_Work request_
Work out how many lines of this material hold the word "anonymous". Write only that number.
________
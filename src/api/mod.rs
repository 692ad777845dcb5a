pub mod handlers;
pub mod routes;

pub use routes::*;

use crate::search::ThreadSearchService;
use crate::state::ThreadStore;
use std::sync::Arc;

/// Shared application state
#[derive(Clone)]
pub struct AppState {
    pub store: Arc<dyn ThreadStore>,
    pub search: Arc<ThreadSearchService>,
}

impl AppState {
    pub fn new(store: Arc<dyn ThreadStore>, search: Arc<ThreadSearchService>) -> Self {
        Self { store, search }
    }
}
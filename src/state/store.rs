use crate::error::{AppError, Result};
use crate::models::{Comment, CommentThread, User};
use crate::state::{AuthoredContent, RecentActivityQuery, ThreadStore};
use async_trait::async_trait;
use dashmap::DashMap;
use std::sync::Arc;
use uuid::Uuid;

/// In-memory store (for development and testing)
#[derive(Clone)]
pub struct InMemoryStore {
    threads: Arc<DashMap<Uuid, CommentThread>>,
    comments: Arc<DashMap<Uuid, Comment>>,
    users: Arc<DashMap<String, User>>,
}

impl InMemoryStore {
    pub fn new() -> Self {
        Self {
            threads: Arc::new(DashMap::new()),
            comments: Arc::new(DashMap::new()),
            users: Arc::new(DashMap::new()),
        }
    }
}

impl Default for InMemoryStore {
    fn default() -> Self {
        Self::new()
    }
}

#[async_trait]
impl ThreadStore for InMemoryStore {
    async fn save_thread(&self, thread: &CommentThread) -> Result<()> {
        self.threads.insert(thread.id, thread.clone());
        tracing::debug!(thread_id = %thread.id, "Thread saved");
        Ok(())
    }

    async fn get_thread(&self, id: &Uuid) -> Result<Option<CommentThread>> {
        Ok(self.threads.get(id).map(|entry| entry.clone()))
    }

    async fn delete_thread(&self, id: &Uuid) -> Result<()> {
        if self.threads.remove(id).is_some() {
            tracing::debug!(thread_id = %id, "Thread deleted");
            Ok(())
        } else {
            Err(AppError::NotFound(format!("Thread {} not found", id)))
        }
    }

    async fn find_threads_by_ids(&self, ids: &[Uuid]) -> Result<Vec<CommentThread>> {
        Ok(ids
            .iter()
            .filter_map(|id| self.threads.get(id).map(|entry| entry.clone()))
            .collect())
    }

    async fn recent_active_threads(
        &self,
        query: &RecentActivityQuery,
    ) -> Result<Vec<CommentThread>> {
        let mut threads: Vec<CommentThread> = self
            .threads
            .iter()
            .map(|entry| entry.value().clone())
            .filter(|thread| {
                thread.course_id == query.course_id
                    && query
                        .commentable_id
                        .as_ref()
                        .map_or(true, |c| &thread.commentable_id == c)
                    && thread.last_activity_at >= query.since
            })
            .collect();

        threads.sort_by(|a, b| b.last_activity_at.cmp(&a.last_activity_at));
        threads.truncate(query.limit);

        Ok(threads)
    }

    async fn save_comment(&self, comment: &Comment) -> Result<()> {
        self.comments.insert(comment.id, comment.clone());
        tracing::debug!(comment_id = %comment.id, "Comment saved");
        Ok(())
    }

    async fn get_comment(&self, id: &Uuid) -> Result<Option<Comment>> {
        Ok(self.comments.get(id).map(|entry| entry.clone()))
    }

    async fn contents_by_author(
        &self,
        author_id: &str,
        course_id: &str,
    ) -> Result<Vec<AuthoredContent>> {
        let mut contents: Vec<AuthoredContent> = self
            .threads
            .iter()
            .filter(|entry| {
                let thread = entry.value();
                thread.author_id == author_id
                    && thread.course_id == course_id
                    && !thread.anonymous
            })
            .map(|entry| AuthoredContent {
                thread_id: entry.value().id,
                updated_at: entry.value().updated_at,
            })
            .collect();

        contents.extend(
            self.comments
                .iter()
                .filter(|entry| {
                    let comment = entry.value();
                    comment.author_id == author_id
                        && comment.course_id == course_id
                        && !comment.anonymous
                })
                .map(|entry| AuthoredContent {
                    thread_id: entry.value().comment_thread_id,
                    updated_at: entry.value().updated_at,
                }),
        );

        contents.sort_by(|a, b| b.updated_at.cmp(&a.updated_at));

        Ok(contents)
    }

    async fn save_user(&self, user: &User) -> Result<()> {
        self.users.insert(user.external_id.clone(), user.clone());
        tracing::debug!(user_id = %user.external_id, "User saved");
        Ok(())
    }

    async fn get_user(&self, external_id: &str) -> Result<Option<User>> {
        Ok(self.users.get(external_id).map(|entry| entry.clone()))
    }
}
________
_Your response_
2